• _WHAT IS EXPECTED_:
From the records, pick out and copy each line containing "None".

• _MATERIAL FOR THIS TASK_:
========================================
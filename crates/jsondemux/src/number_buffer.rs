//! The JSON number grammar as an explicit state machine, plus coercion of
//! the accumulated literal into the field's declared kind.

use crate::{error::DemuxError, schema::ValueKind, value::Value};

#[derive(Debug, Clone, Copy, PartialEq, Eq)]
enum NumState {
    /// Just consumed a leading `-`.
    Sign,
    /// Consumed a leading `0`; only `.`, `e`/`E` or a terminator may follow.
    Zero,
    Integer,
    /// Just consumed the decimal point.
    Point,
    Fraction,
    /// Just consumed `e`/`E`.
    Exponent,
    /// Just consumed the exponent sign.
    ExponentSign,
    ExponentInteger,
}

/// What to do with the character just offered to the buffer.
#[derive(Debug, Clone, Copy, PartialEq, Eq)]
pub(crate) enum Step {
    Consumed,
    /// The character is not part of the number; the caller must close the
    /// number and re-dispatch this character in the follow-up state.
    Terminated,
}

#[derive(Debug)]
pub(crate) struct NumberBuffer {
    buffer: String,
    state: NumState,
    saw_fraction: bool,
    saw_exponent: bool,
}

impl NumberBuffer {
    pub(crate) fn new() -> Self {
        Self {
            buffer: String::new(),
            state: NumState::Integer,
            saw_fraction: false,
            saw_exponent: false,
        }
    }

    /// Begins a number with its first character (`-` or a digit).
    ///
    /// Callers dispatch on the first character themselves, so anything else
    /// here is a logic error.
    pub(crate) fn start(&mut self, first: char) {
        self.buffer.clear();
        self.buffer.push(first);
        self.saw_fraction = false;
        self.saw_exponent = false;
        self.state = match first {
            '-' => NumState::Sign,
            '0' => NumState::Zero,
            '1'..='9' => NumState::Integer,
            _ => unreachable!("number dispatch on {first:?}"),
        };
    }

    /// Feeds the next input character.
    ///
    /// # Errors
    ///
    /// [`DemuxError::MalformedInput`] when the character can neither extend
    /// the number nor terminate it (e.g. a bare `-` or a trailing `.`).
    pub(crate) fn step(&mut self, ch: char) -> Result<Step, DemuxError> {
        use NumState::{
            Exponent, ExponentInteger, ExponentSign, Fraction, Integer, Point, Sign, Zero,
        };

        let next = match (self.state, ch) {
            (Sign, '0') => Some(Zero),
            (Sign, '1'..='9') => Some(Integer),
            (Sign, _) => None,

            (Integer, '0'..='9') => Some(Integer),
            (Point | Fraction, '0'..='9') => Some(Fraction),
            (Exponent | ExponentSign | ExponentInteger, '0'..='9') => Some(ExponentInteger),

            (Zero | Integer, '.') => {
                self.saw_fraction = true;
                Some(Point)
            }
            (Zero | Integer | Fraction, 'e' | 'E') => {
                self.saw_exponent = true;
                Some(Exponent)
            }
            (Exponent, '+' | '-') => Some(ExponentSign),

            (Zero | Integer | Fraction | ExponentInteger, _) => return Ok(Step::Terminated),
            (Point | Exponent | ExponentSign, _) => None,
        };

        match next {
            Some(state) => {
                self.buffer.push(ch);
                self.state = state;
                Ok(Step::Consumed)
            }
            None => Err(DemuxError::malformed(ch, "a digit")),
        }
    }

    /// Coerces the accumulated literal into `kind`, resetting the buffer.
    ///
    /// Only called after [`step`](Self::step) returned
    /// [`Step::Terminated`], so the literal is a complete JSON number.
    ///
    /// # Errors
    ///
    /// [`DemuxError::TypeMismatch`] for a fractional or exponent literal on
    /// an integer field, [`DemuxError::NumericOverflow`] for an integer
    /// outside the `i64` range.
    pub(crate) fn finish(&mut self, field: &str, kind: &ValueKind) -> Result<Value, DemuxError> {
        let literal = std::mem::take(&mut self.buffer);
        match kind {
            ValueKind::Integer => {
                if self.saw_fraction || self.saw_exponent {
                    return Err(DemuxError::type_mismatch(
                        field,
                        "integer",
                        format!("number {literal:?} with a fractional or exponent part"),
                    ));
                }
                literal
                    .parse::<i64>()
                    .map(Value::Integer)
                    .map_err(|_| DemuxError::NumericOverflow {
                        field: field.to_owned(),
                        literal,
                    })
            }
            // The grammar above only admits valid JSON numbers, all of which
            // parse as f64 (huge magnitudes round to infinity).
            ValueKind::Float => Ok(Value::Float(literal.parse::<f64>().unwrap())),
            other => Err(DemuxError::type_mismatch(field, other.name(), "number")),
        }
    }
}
========================================
• _EXERCISE RESULT_:
            (Sign, _) => None,
            (Point | Exponent | ExponentSign, _) => None,
            None => Err(DemuxError::malformed(ch, "a digit")),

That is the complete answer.